B/Z reaction
Chemical reactions do not generally display dynamic patterns or spatial order. The Belousov-Zhabotinsky reaction, discovered in 1951, may be the first completely understandable laboratory example of pattern formation in a chemical system that involves nothing more than chemical reaction and molecular diffusion. That same year, in 1951, Alan Turing investigated the theoretical possibilities of pattern formation by reaction/diffusion as "The chemical basis of Morphogenesis." The B/Z reaction is an example of a chemical system that shows spatial, periodic and wave properties that suggests that morphogenetic self-organization might follow similar pathways in both inorganic and organic systems. (cf. Slime Mold)
from Arthur T. Winfree, When Time Breaks Down, p. 168
The B/Z reaction generates concentric rings like target patterns that slowly travel outwards from centers that spontaneously arise. .The reactions that produce the patterns have the following characteristics: First, there is a positive feedback effect so that a substance (Bromous acid) stimulates its own production, and a wave of production spreads out. But Carbon Dioxide is also produced, which inhibits the production of Bromous acid.

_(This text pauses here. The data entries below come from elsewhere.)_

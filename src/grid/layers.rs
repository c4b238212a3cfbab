//! Layered tile pathing and its reduction to a walkability grid.
//!
//! A map is painted on several layers. Each layer assigns a [`TilePathing`]
//! tag to every cell, and the tags are folded in a fixed order: the base
//! layer first, then overlays in stack order, then on-top overlays.

use std::fmt;

use super::walkability::{cell_count, check_dimensions};
use super::{Coord, WalkabilityGrid};
use crate::error::OutlineError;

/// How a single tile affects walkability.
#[derive(Debug, Clone, Copy, PartialEq, Eq, Hash)]
#[cfg_attr(feature = "serde", derive(serde::Serialize, serde::Deserialize))]
pub enum TilePathing {
    /// Base tile that can be walked on.
    BaseWalkable,
    /// Base tile that blocks movement.
    BaseUnwalkable,
    /// Overlay tile that keeps whatever lies beneath it.
    OverlayInherit,
    /// Overlay tile that makes the cell walkable.
    OverlayWalkable,
    /// Overlay tile that makes the cell blocked.
    OverlayUnwalkable,
}

impl TilePathing {
    /// Folds this tag into the accumulated walkability `current`.
    ///
    /// Base tags only take effect on the base layer.
    #[inline]
    pub fn apply(self, current: bool, kind: LayerKind) -> bool {
        match (self, kind) {
            (TilePathing::BaseWalkable, LayerKind::Base) => true,
            (TilePathing::BaseUnwalkable, LayerKind::Base) => false,
            (TilePathing::BaseWalkable | TilePathing::BaseUnwalkable, _) => current,
            (TilePathing::OverlayInherit, _) => current,
            (TilePathing::OverlayWalkable, _) => true,
            (TilePathing::OverlayUnwalkable, _) => false,
        }
    }
}

/// Position of a layer in the application order.
#[derive(Debug, Clone, Copy, PartialEq, Eq, Hash)]
#[cfg_attr(feature = "serde", derive(serde::Serialize, serde::Deserialize))]
pub enum LayerKind {
    Base,
    Overlay,
    OnTopOverlay,
}

impl LayerKind {
    /// Default tag for a freshly created layer of this kind.
    pub fn default_pathing(self) -> TilePathing {
        match self {
            LayerKind::Base => TilePathing::BaseUnwalkable,
            LayerKind::Overlay | LayerKind::OnTopOverlay => TilePathing::OverlayInherit,
        }
    }

    fn rank(self) -> u8 {
        match self {
            LayerKind::Base => 0,
            LayerKind::Overlay => 1,
            LayerKind::OnTopOverlay => 2,
        }
    }
}

/// One painted layer of a map.
#[derive(Debug, Clone, PartialEq)]
pub struct TileLayer {
    pub name: String,
    pub kind: LayerKind,
    width: i32,
    height: i32,
    pathing: Vec<TilePathing>,
}

impl TileLayer {
    /// Creates a layer filled with the default tag for `kind`.
    ///
    /// Dimensions follow the same limits as [`WalkabilityGrid::new`].
    pub fn new(
        name: impl Into<String>,
        kind: LayerKind,
        width: i32,
        height: i32,
    ) -> Result<Self, OutlineError> {
        check_dimensions(width, height)?;
        Ok(Self {
            name: name.into(),
            kind,
            width,
            height,
            pathing: vec![kind.default_pathing(); cell_count(width, height)],
        })
    }

    /// Creates a layer from per-cell tile type ids and a tileset palette.
    ///
    /// `ids` is row-major from `y = 0`; each id indexes into `palette`.
    ///
    /// # Example
    ///
    /// ```
    /// use tile_outline::grid::{Coord, LayerKind, TileLayer, TilePathing};
    ///
    /// let palette = [TilePathing::BaseWalkable, TilePathing::BaseUnwalkable];
    /// let layer = TileLayer::from_tile_ids("ground", LayerKind::Base, 2, 1, &[0, 1], &palette).unwrap();
    /// assert_eq!(layer.get(Coord::new(1, 0)), Some(TilePathing::BaseUnwalkable));
    /// ```
    pub fn from_tile_ids(
        name: impl Into<String>,
        kind: LayerKind,
        width: i32,
        height: i32,
        ids: &[usize],
        palette: &[TilePathing],
    ) -> Result<Self, OutlineError> {
        let name = name.into();
        let mut layer = Self::new(name, kind, width, height)?;
        if ids.len() != layer.pathing.len() {
            return Err(OutlineError::malformed(format!(
                "layer '{}' has {} tile ids, expected {}",
                layer.name,
                ids.len(),
                layer.pathing.len()
            )));
        }

        for (i, &id) in ids.iter().enumerate() {
            layer.pathing[i] = *palette.get(id).ok_or_else(|| {
                OutlineError::malformed(format!(
                    "layer '{}' uses tile id {} but the palette has {} entries",
                    layer.name,
                    id,
                    palette.len()
                ))
            })?;
        }

        Ok(layer)
    }

    #[inline]
    pub fn width(&self) -> i32 {
        self.width
    }

    #[inline]
    pub fn height(&self) -> i32 {
        self.height
    }

    fn index(&self, coord: Coord) -> Option<usize> {
        if coord.x >= 0 && coord.y >= 0 && coord.x < self.width && coord.y < self.height {
            Some((coord.y * self.width + coord.x) as usize)
        } else {
            None
        }
    }

    /// Returns the tag at `coord`, or `None` if it is off the layer.
    pub fn get(&self, coord: Coord) -> Option<TilePathing> {
        self.index(coord).map(|i| self.pathing[i])
    }

    /// Sets the tag at `coord`. Returns false if `coord` is off the layer.
    pub fn set(&mut self, coord: Coord, pathing: TilePathing) -> bool {
        match self.index(coord) {
            Some(i) => {
                self.pathing[i] = pathing;
                true
            }
            None => false,
        }
    }
}

/// An ordered stack of equally sized layers.
#[derive(Debug, Clone, PartialEq, Default)]
pub struct LayerStack {
    width: i32,
    height: i32,
    layers: Vec<TileLayer>,
}

impl LayerStack {
    /// Creates an empty stack for a `width` x `height` map.
    pub fn new(width: i32, height: i32) -> Result<Self, OutlineError> {
        check_dimensions(width, height)?;
        Ok(Self {
            width,
            height,
            layers: Vec::new(),
        })
    }

    /// Appends a layer on top of the stack.
    pub fn push(&mut self, layer: TileLayer) -> Result<(), OutlineError> {
        if layer.width != self.width || layer.height != self.height {
            return Err(OutlineError::malformed(format!(
                "layer '{}' is {}x{} but the map is {}x{}",
                layer.name, layer.width, layer.height, self.width, self.height
            )));
        }
        self.layers.push(layer);
        Ok(())
    }

    /// Builder form of [`LayerStack::push`].
    pub fn with_layer(mut self, layer: TileLayer) -> Result<Self, OutlineError> {
        self.push(layer)?;
        Ok(self)
    }

    pub fn layers(&self) -> &[TileLayer] {
        &self.layers
    }

    /// Reduces the stack to a walkability grid.
    ///
    /// # Example
    ///
    /// ```
    /// use tile_outline::grid::{Coord, LayerKind, LayerStack, TileLayer, TilePathing};
    ///
    /// let mut bridge = TileLayer::new("bridge", LayerKind::Overlay, 2, 1).unwrap();
    /// bridge.set(Coord::new(1, 0), TilePathing::OverlayWalkable);
    ///
    /// let water = TileLayer::new("water", LayerKind::Base, 2, 1).unwrap();
    /// let stack = LayerStack::new(2, 1)
    ///     .unwrap()
    ///     .with_layer(water)
    ///     .unwrap()
    ///     .with_layer(bridge)
    ///     .unwrap();
    ///
    /// let grid = stack.resolve().unwrap();
    /// assert_eq!(grid.is_walkable(Coord::new(0, 0)), Some(false));
    /// assert_eq!(grid.is_walkable(Coord::new(1, 0)), Some(true));
    /// ```
    pub fn resolve(&self) -> Result<WalkabilityGrid, OutlineError> {
        let kinds: Vec<LayerKind> = self.layers.iter().map(|l| l.kind).collect();
        resolve_walkability(self.width, self.height, &kinds, |layer, coord| {
            self.layers[layer]
                .get(coord)
                .ok_or_else(|| format!("no tile at {}", coord))
        })
    }
}

/// Returns layer indices in application order: base, overlays, on-top
/// overlays, each group keeping its stack order.
pub fn application_order(kinds: &[LayerKind]) -> Result<Vec<usize>, OutlineError> {
    let bases = kinds.iter().filter(|k| **k == LayerKind::Base).count();
    if bases > 1 {
        return Err(OutlineError::malformed(format!(
            "{} base layers in stack, at most one is allowed",
            bases
        )));
    }

    let mut order: Vec<usize> = (0..kinds.len()).collect();
    order.sort_by_key(|&i| kinds[i].rank());
    Ok(order)
}

/// Builds a walkability grid from a layer callback.
///
/// `pathing(layer, coord)` is queried for every layer and cell. Cells start
/// walkable when no base layer is present. Any callback error aborts the run.
pub fn resolve_walkability<P, E>(
    width: i32,
    height: i32,
    kinds: &[LayerKind],
    mut pathing: P,
) -> Result<WalkabilityGrid, OutlineError>
where
    P: FnMut(usize, Coord) -> Result<TilePathing, E>,
    E: fmt::Display,
{
    let order = application_order(kinds)?;

    // Validate dimensions before calling into the stack.
    let coords: Vec<Coord> = WalkabilityGrid::filled(width, height, true)?
        .coords()
        .collect();
    let mut walkable = vec![true; coords.len()];

    for &layer in &order {
        let kind = kinds[layer];
        for (i, coord) in coords.iter().enumerate() {
            let tag = pathing(layer, *coord).map_err(|e| {
                OutlineError::malformed(format!(
                    "pathing for layer {} at {} failed: {}",
                    layer, coord, e
                ))
            })?;
            walkable[i] = tag.apply(walkable[i], kind);
        }
    }

    tracing::trace!(width, height, layers = kinds.len(), "resolved walkability");
    WalkabilityGrid::new(width, height, walkable)
}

The B/Z reaction is sufficiently complex that it oscillates rather than settling down to equilibrium, and in a flat petri dish, which is essentially a two-dimenstional space, propagating waves of bromous acid production are initiated from regions where the process gets a head start, often due to a bit of dust on whose surface the reactions are slightly accelerated, followed by a wave of inhibition.When expanding rings enounter one another they disappear -- They do not form interference patterns-- because bromous acid is inhibited behind the wave front and cannot immediately switch to production again. If a slight shear is introduced by tipping the petri dish gently to one side, spiral waves will get started and will tend to take over, displacing the concentric circles. The period at the generating center of the spiral wave is slightly smaller than that of the target pattern. Its initiator is a wave propagating around in a little circle at the center whose cycling time is the minimum time there can be between initiations. If the reagents are kept well-mixed by stirring, the whole system can change periodically from one state to another, so that changes occur in time but are spatially homogeneous. In this case, the BZ reaction settles into oscillations that make it a chemical clock, and is referred to by Prigogine and Stengers as an example of self-organization.
(Other examples include Liesagang patterns, Benard convection cells, viscous "salt fingers" and precipate "needles" and Osmotic growths.) (see Zeleny, Klir, and Hufford "Precipitation Membranes, Osmotic Growths, and Synthetic Biology" In Artificial Life 2)
Investigations into the origins of life have concentrated on systems that might provide transitions from the inorganic to the organic. See, for example, A.G. Cairns-Smith's theories about clays in Genetic Takeover and the Mineral Origins of Life. The clay theory for the origin of life begins with the necessity of liquid water, whose major effect on a planet such as the earth is to weather rocks to clays. Clays are two-dimensional crystals, that store information in the distribution of ions like silicon, aluminum, iron, and magnesium in the crystal lattice. Replication is the process by which the distribution of the ions from the mother clay is copied into the daughter clay.